____ TASK DATA
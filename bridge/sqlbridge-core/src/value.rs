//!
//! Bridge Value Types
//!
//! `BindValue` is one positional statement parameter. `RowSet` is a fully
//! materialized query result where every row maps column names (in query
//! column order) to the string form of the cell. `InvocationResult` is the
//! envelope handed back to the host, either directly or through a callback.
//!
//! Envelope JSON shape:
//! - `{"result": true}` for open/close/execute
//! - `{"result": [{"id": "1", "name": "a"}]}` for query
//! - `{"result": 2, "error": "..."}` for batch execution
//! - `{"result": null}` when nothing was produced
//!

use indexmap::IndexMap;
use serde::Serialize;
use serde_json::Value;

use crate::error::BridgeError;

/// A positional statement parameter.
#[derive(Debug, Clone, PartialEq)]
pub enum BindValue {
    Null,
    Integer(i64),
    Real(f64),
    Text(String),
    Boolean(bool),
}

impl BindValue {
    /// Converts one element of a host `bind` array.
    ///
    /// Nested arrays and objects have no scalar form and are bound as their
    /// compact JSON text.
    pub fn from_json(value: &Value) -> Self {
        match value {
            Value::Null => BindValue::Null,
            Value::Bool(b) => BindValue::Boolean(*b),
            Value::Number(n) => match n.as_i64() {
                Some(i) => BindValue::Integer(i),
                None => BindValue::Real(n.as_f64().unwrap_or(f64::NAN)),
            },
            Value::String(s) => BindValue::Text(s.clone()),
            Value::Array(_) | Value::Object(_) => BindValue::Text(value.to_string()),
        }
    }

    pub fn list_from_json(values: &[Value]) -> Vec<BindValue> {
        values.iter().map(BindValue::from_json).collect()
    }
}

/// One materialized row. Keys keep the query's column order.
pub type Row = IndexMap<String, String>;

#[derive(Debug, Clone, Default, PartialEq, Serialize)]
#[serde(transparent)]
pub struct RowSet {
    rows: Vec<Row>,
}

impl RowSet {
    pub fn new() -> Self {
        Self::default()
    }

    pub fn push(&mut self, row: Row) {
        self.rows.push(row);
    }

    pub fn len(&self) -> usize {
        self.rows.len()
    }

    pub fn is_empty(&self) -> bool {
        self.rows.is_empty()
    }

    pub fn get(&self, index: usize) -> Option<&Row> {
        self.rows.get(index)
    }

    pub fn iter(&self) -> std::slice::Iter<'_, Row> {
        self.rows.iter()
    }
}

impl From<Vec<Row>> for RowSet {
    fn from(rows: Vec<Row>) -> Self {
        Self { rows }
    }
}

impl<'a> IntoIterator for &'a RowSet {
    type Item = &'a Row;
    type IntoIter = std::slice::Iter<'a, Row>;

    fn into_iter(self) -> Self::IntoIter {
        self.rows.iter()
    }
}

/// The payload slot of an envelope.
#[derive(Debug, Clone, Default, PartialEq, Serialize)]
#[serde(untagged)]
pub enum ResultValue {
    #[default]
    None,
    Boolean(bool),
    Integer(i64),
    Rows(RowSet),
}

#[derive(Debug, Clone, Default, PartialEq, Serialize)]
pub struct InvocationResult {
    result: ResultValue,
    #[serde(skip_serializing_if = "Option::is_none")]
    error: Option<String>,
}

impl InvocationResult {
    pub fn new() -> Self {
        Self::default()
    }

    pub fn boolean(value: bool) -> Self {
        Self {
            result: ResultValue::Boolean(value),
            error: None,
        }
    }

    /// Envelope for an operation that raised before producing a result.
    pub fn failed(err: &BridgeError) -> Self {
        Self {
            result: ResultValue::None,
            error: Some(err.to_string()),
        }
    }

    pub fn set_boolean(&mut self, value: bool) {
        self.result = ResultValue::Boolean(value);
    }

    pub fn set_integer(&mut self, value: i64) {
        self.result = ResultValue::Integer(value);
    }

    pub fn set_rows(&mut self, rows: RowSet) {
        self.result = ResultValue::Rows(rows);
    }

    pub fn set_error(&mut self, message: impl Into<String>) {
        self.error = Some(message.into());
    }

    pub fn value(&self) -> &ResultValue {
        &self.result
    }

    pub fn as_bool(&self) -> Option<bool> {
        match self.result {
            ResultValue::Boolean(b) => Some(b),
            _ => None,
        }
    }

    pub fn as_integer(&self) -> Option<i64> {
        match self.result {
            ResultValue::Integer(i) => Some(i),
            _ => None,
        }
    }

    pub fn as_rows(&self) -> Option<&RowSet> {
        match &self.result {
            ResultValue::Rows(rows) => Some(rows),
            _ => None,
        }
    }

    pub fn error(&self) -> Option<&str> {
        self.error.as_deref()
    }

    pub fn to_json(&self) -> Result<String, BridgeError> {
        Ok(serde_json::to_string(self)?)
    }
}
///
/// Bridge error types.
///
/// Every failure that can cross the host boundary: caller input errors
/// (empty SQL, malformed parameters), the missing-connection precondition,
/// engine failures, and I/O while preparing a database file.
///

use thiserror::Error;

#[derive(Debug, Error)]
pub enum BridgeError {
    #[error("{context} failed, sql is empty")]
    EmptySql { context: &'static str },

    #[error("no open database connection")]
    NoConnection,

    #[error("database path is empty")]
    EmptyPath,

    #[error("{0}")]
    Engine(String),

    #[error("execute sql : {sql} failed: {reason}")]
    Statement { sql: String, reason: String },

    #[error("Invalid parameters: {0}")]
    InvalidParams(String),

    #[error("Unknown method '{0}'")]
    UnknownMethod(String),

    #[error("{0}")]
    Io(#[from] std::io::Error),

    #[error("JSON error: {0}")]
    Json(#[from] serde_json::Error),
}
________
____ TASK DATA
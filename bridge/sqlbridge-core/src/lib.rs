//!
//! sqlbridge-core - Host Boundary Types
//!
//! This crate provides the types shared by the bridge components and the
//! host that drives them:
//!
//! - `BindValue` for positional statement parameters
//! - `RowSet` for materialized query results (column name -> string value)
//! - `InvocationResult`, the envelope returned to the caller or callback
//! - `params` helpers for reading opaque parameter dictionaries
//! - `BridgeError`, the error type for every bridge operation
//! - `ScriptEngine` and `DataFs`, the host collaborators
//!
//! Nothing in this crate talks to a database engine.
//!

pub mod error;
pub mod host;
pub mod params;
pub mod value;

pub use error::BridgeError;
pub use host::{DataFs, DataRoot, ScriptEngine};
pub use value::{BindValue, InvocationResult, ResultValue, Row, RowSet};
________
● **TASK DIRECTIONS**
Using the entries above, output exactly the lines between the line holding "filename bridge/sqlbridge-core/src/value.rs" and the line holding "names (in query", end lines included, and nothing more.

● **ANSWER SPACE**
filename bridge/sqlbridge-core/src/value.rs
//!
//! Bridge Value Types
//!
//! `BindValue` is one positional statement parameter. `RowSet` is a fully
//! materialized query result where every row maps column names (in query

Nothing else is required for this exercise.